The data
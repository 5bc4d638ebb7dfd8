//! ONNX Runtime による特徴抽出

use super::FeatureExtractor;
use crate::error::{Result, StyleFinderError};
use ndarray::Array4;
use ort::session::{builder::GraphOptimizationLevel, Session};
use ort::value::Tensor;
use parking_lot::Mutex;
use sha2::{Digest, Sha256};
use std::fs::File;
use std::path::Path;

/// 学習済みモデル（ResNet50等）をONNXで読み込んだ特徴抽出器
///
/// セッションは起動時に1回だけ読み込み、以降は再読み込みしない。
/// 実行には排他アクセスが必要なためMutexで直列化する。
pub struct OnnxExtractor {
    name: String,
    /// ファイル名 + 重みのSHA-256
    identity: String,
    session: Mutex<Session>,
}

fn inference_error(e: impl std::fmt::Display) -> StyleFinderError {
    StyleFinderError::Inference(e.to_string())
}

/// モデルファイルのSHA-256（hex）
///
/// 同じファイル名でも重みが違えば別の値になる。
pub(crate) fn model_digest(path: &Path) -> Result<String> {
    let mut file = File::open(path).map_err(|source| StyleFinderError::FileOpen {
        path: path.display().to_string(),
        source,
    })?;
    let mut hasher = Sha256::new();
    std::io::copy(&mut file, &mut hasher)?;
    Ok(hex::encode(hasher.finalize()))
}

impl OnnxExtractor {
    pub fn load(path: &Path, intra_threads: usize) -> Result<Self> {
        if !path.is_file() {
            return Err(StyleFinderError::ModelNotFound(path.display().to_string()));
        }

        tracing::debug!(path = %path.display(), "loading ONNX model");

        let session = Session::builder()
            .map_err(inference_error)?
            .with_optimization_level(GraphOptimizationLevel::Level3)
            .map_err(inference_error)?
            .with_intra_threads(intra_threads.max(1))
            .map_err(inference_error)?
            .commit_from_file(path)
            .map_err(|e| StyleFinderError::Inference(format!("モデルの読み込みに失敗: {}", e)))?;

        let name = path
            .file_name()
            .map(|n| n.to_string_lossy().to_string())
            .unwrap_or_else(|| path.display().to_string());

        let digest = model_digest(path)?;
        let identity = format!("{}:{}", name, digest);

        tracing::info!(model = %name, sha256 = %digest, "ONNX model loaded");

        Ok(Self {
            name,
            identity,
            session: Mutex::new(session),
        })
    }
}

impl FeatureExtractor for OnnxExtractor {
    fn name(&self) -> &str {
        &self.name
    }

    fn identity(&self) -> &str {
        &self.identity
    }

    fn extract(&self, pixels: Array4<f32>) -> Result<Vec<f32>> {
        let input = Tensor::from_array(pixels).map_err(inference_error)?;

        let mut session = self.session.lock();

        let input_name = session
            .inputs
            .first()
            .map(|i| i.name.clone())
            .unwrap_or_else(|| "input".into());
        let output_name = session
            .outputs
            .first()
            .map(|o| o.name.clone())
            .unwrap_or_else(|| "output".into());

        let outputs = session
            .run(ort::inputs![input_name => input])
            .map_err(inference_error)?;

        let output = outputs.get(&output_name).ok_or_else(|| {
            StyleFinderError::Inference(format!("出力 '{}' がありません", output_name))
        })?;

        let (_shape, data) = output
            .try_extract_tensor::<f32>()
            .map_err(inference_error)?;

        Ok(data.to_vec())
    }
}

The task
Every record must be transcribed exactly as written.

Expected answer
repository 5bc4d638ebb7dfd8
//! ONNX Runtime による特徴抽出

use super::FeatureExtractor;
use crate::error::{Result, StyleFinderError};
use ndarray::Array4;
use ort::session::{builder::GraphOptimizationLevel, Session};
use ort::value::Tensor;
use parking_lot::Mutex;
use sha2::{Digest, Sha256};
use std::fs::File;
use std::path::Path;

/// 学習済みモデル（ResNet50等）をONNXで読み込んだ特徴抽出器
///
/// セッションは起動時に1回だけ読み込み、以降は再読み込みしない。
/// 実行には排他アクセスが必要なためMutexで直列化する。
pub struct OnnxExtractor {
    name: String,
    /// ファイル名 + 重みのSHA-256
    identity: String,
    session: Mutex<Session>,
}

fn inference_error(e: impl std::fmt::Display) -> StyleFinderError {
    StyleFinderError::Inference(e.to_string())
}

/// モデルファイルのSHA-256（hex）
///
/// 同じファイル名でも重みが違えば別の値になる。
pub(crate) fn model_digest(path: &Path) -> Result<String> {
    let mut file = File::open(path).map_err(|source| StyleFinderError::FileOpen {
        path: path.display().to_string(),
        source,
    })?;
    let mut hasher = Sha256::new();
    std::io::copy(&mut file, &mut hasher)?;
    Ok(hex::encode(hasher.finalize()))
}

impl OnnxExtractor {
    pub fn load(path: &Path, intra_threads: usize) -> Result<Self> {
        if !path.is_file() {
            return Err(StyleFinderError::ModelNotFound(path.display().to_string()));
        }

        tracing::debug!(path = %path.display(), "loading ONNX model");

        let session = Session::builder()
            .map_err(inference_error)?
            .with_optimization_level(GraphOptimizationLevel::Level3)
            .map_err(inference_error)?
            .with_intra_threads(intra_threads.max(1))
            .map_err(inference_error)?
            .commit_from_file(path)
            .map_err(|e| StyleFinderError::Inference(format!("モデルの読み込みに失敗: {}", e)))?;

        let name = path
            .file_name()
            .map(|n| n.to_string_lossy().to_string())
            .unwrap_or_else(|| path.display().to_string());

        let digest = model_digest(path)?;
        let identity = format!("{}:{}", name, digest);

        tracing::info!(model = %name, sha256 = %digest, "ONNX model loaded");

        Ok(Self {
            name,
            identity,
            session: Mutex::new(session),
        })
    }
}

impl FeatureExtractor for OnnxExtractor {
    fn name(&self) -> &str {
        &self.name
    }

    fn identity(&self) -> &str {
        &self.identity
    }

    fn extract(&self, pixels: Array4<f32>) -> Result<Vec<f32>> {
        let input = Tensor::from_array(pixels).map_err(inference_error)?;

        let mut session = self.session.lock();

        let input_name = session
            .inputs
            .first()
            .map(|i| i.name.clone())
            .unwrap_or_else(|| "input".into());
        let output_name = session
            .outputs
            .first()
            .map(|o| o.name.clone())
            .unwrap_or_else(|| "output".into());

        let outputs = session
            .run(ort::inputs![input_name => input])
            .map_err(inference_error)?;

        let output = outputs.get(&output_name).ok_or_else(|| {
            StyleFinderError::Inference(format!("出力 '{}' がありません", output_name))
        })?;

        let (_shape, data) = output
            .try_extract_tensor::<f32>()
            .map_err(inference_error)?;

        Ok(data.to_vec())
    }
}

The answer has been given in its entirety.